START Record excerpts

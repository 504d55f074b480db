//! Extruded text meshes.

use glam::{Vec2, Vec3};
use serde::{Deserialize, Serialize};
use std::f32::consts::FRAC_PI_2;

use super::font::{Contour, Typeface};
use super::triangulate::{group_contours, triangulate, Shape};
use crate::error::FontError;
use crate::mesh::{MeshData, MeshVertex};

/// Rounded edge between the caps and the side walls.
///
/// The caps move out by `thickness` along Z while the walls grow outward by
/// `size`, joined by `segments` quarter-circle steps.
#[derive(Debug, Clone, Copy, PartialEq, Serialize, Deserialize)]
#[serde(default)]
pub struct Bevel {
    pub thickness: f32,
    pub size: f32,
    pub segments: u32,
}

impl Default for Bevel {
    fn default() -> Self {
        Self {
            thickness: 0.2,
            size: 0.05,
            segments: 5,
        }
    }
}

/// Size and extrusion parameters for [`text_mesh`].
#[derive(Debug, Clone, Copy, PartialEq)]
pub struct TextStyle {
    pub size: f32,
    pub depth: f32,
    pub curve_segments: u32,
    pub bevel: Option<Bevel>,
}

impl Default for TextStyle {
    fn default() -> Self {
        Self {
            size: 3.0,
            depth: 0.5,
            curve_segments: 12,
            bevel: Some(Bevel::default()),
        }
    }
}

/// Build the extruded, centred mesh for `text`.
///
/// UVs are planar in scene units: caps use `(x, y)`, side walls run along the
/// dominant edge axis with `1 - z` as the second coordinate.
pub fn text_mesh(font: &Typeface, text: &str, style: &TextStyle) -> Result<MeshData, FontError> {
    let mut mesh = MeshData::default();
    for glyph in font.layout(text, style.size, style.curve_segments)? {
        for shape in group_contours(glyph) {
            extrude_shape(&mut mesh, &shape, style.depth, style.bevel.as_ref());
        }
    }

    if mesh.is_empty() {
        return Err(FontError::EmptyText);
    }
    mesh.center();
    Ok(mesh)
}

/// Append the caps and side walls of one shape, extruded from `z = 0` to
/// `z = depth`. A bevel pushes the caps out to `-thickness` and
/// `depth + thickness`.
pub fn extrude_shape(mesh: &mut MeshData, shape: &Shape, depth: f32, bevel: Option<&Bevel>) {
    let (points, triangles) = triangulate(shape);
    if triangles.is_empty() {
        return;
    }

    let profile = wall_profile(depth, bevel);
    let (back_z, front_z) = match (profile.first(), profile.last()) {
        (Some(back), Some(front)) => (back.0, front.0),
        _ => (0.0, depth),
    };

    // front cap faces +Z
    let base = mesh.vertices.len() as u32;
    mesh.vertices
        .extend(points.iter().map(|p| MeshVertex::new(p.extend(front_z), Vec3::Z, *p)));
    for t in &triangles {
        mesh.indices.extend([base + t[0], base + t[1], base + t[2]]);
    }

    // back cap faces -Z, so its winding flips
    let base = mesh.vertices.len() as u32;
    mesh.vertices
        .extend(points.iter().map(|p| MeshVertex::new(p.extend(back_z), Vec3::NEG_Z, *p)));
    for t in &triangles {
        mesh.indices.extend([base + t[0], base + t[2], base + t[1]]);
    }

    side_walls(mesh, &shape.outer, &profile);
    for hole in &shape.holes {
        side_walls(mesh, hole, &profile);
    }
}

/// `(z, outward offset)` stations from the back cap edge to the front cap edge.
fn wall_profile(depth: f32, bevel: Option<&Bevel>) -> Vec<(f32, f32)> {
    let Some(bevel) = bevel.filter(|b| b.thickness > 0.0 || b.size > 0.0) else {
        return vec![(0.0, 0.0), (depth, 0.0)];
    };
    let segments = bevel.segments.max(1);
    let station = |k: u32| {
        let angle = k as f32 / segments as f32 * FRAC_PI_2;
        (bevel.thickness * angle.cos(), bevel.size * angle.sin())
    };

    let mut profile = Vec::with_capacity(2 * segments as usize + 2);
    profile.extend((0..=segments).map(|k| {
        let (z, offset) = station(k);
        (-z, offset)
    }));
    profile.extend((0..=segments).rev().map(|k| {
        let (z, offset) = station(k);
        (depth + z, offset)
    }));
    profile
}

/// Per-vertex outward direction, scaled so offset edges stay parallel.
fn miter_directions(contour: &Contour) -> Vec<Vec2> {
    let n = contour.len();
    let outward = |a: Vec2, b: Vec2| {
        let edge = b - a;
        Vec2::new(edge.y, -edge.x).normalize_or_zero()
    };
    (0..n)
        .map(|i| {
            let prev = contour[(i + n - 1) % n];
            let here = contour[i];
            let next = contour[(i + 1) % n];
            let (n0, n1) = (outward(prev, here), outward(here, next));
            let dir = (n0 + n1).normalize_or_zero();
            if dir == Vec2::ZERO {
                return n1;
            }
            // clamp the miter on sharp spikes
            dir / dir.dot(n1).max(0.25)
        })
        .collect()
}

/// Flat-shaded quads per contour edge between consecutive profile stations,
/// facing away from the solid.
fn side_walls(mesh: &mut MeshData, contour: &Contour, profile: &[(f32, f32)]) {
    let n = contour.len();
    let miters = miter_directions(contour);
    for i in 0..n {
        let j = (i + 1) % n;
        let (a, b) = (contour[i], contour[j]);
        let edge = b - a;
        if edge.length_squared() <= f32::EPSILON * f32::EPSILON {
            continue;
        }
        let along_x = edge.x.abs() > edge.y.abs();
        let uv = |p: Vec3| Vec2::new(if along_x { p.x } else { p.y }, 1.0 - p.z);

        for band in profile.windows(2) {
            let (z0, off0) = band[0];
            let (z1, off1) = band[1];
            let a0 = (a + miters[i] * off0).extend(z0);
            let b0 = (b + miters[j] * off0).extend(z0);
            let b1 = (b + miters[j] * off1).extend(z1);
            let a1 = (a + miters[i] * off1).extend(z1);
            // outer contours run CCW and holes CW, so the diagonals' cross points outward
            let normal = (b1 - a0).cross(a1 - b0).normalize_or_zero();
            if normal == Vec3::ZERO {
                continue;
            }

            let base = mesh.vertices.len() as u32;
            mesh.vertices.extend([
                MeshVertex::new(a0, normal, uv(a0)),
                MeshVertex::new(b0, normal, uv(b0)),
                MeshVertex::new(b1, normal, uv(b1)),
                MeshVertex::new(a1, normal, uv(a1)),
            ]);
            mesh.indices
                .extend([base, base + 1, base + 2, base, base + 2, base + 3]);
        }
    }
}

#[cfg(test)]
mod tests {
    use super::*;
    use crate::text::font::TEST_FONT;

    fn face_normal(mesh: &MeshData, tri: usize) -> Vec3 {
        let p = |k: usize| Vec3::from_array(mesh.vertices[mesh.indices[tri * 3 + k] as usize].position);
        (p(1) - p(0)).cross(p(2) - p(0))
    }

    #[test]
    fn test_extruded_square() {
        let square = vec![
            Vec2::new(0.0, 0.0),
            Vec2::new(1.0, 0.0),
            Vec2::new(1.0, 1.0),
            Vec2::new(0.0, 1.0),
        ];
        let mut mesh = MeshData::default();
        extrude_shape(&mut mesh, &group_contours(vec![square]).remove(0), 0.5, None);

        // 2 per cap plus 2 per side
        assert_eq!(mesh.triangle_count(), 2 + 2 + 4 * 2);
        // every triangle's winding agrees with its stored normal
        for tri in 0..mesh.triangle_count() {
            let normal = Vec3::from_array(mesh.vertices[mesh.indices[tri * 3] as usize].normal);
            assert!(face_normal(&mesh, tri).dot(normal) > 0.0, "triangle {}", tri);
        }
    }

    #[test]
    fn test_hole_walls_face_into_the_hole() {
        let font = Typeface::from_json_str(TEST_FONT).unwrap();
        let mesh = text_mesh(&font, "o", &TextStyle { size: 1.0, depth: 0.2, curve_segments: 4, bevel: None }).unwrap();
        // caps: 8 triangles each; walls: 8 edges
        assert_eq!(mesh.triangle_count(), 8 * 2 + 8 * 2);
        for tri in 0..mesh.triangle_count() {
            let normal = Vec3::from_array(mesh.vertices[mesh.indices[tri * 3] as usize].normal);
            assert!(face_normal(&mesh, tri).dot(normal) > 0.0);
        }
        // a wall on the hole's right edge faces -X toward the hole's centre
        let inner_right = mesh.vertices.iter().any(|v| {
            (v.position[0] - 0.2).abs() < 1e-5 && (Vec3::from_array(v.normal) - Vec3::NEG_X).length() < 1e-5
        });
        assert!(inner_right);
    }

    #[test]
    fn test_text_is_centred() {
        let font = Typeface::from_json_str(TEST_FONT).unwrap();
        let style = TextStyle { bevel: None, ..TextStyle::default() };
        let mesh = text_mesh(&font, "lol", &style).unwrap();
        let (min, max) = mesh.bounds().unwrap();
        assert!((min + max).length() < 1e-4);
        assert!((max.z - min.z - 0.5).abs() < 1e-5);
    }

    #[test]
    fn test_bevelled_square() {
        let square = vec![
            Vec2::new(0.0, 0.0),
            Vec2::new(1.0, 0.0),
            Vec2::new(1.0, 1.0),
            Vec2::new(0.0, 1.0),
        ];
        let bevel = Bevel { thickness: 0.2, size: 0.05, segments: 3 };
        let mut mesh = MeshData::default();
        extrude_shape(&mut mesh, &group_contours(vec![square]).remove(0), 0.5, Some(&bevel));

        // caps, then 2 * segments + 1 bands of 4 sides
        assert_eq!(mesh.triangle_count(), 2 + 2 + (2 * 3 + 1) * 4 * 2);
        for tri in 0..mesh.triangle_count() {
            let normal = Vec3::from_array(mesh.vertices[mesh.indices[tri * 3] as usize].normal);
            assert!(face_normal(&mesh, tri).dot(normal) > 0.0, "triangle {}", tri);
        }

        let (min, max) = mesh.bounds().unwrap();
        assert!((min - Vec3::new(-0.05, -0.05, -0.2)).length() < 1e-5);
        assert!((max - Vec3::new(1.05, 1.05, 0.7)).length() < 1e-5);
    }

    #[test]
    fn test_bevel_widens_text() {
        let font = Typeface::from_json_str(TEST_FONT).unwrap();
        let flat = text_mesh(&font, "lo", &TextStyle { bevel: None, ..TextStyle::default() }).unwrap();
        let bevelled = text_mesh(&font, "lo", &TextStyle::default()).unwrap();

        let (flat_min, flat_max) = flat.bounds().unwrap();
        let (min, max) = bevelled.bounds().unwrap();
        assert!((max.z - min.z) - (flat_max.z - flat_min.z) > 0.39);
        assert!((max.x - min.x) - (flat_max.x - flat_min.x) > 0.09);
        assert!(bevelled.triangle_count() > flat.triangle_count());
    }

    #[test]
    fn test_empty_text() {
        let font = Typeface::from_json_str(TEST_FONT).unwrap();
        assert!(matches!(
            text_mesh(&font, "   ", &TextStyle::default()),
            Err(FontError::EmptyText)
        ));
    }
}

END Record excerpts

» **Exercise description**
Could you find each line in the entries that contains the string "glyph" and copy it?

» **Answer area**
    for glyph in font.layout(text, style.size, style.curve_segments)? {
        for shape in group_contours(glyph) {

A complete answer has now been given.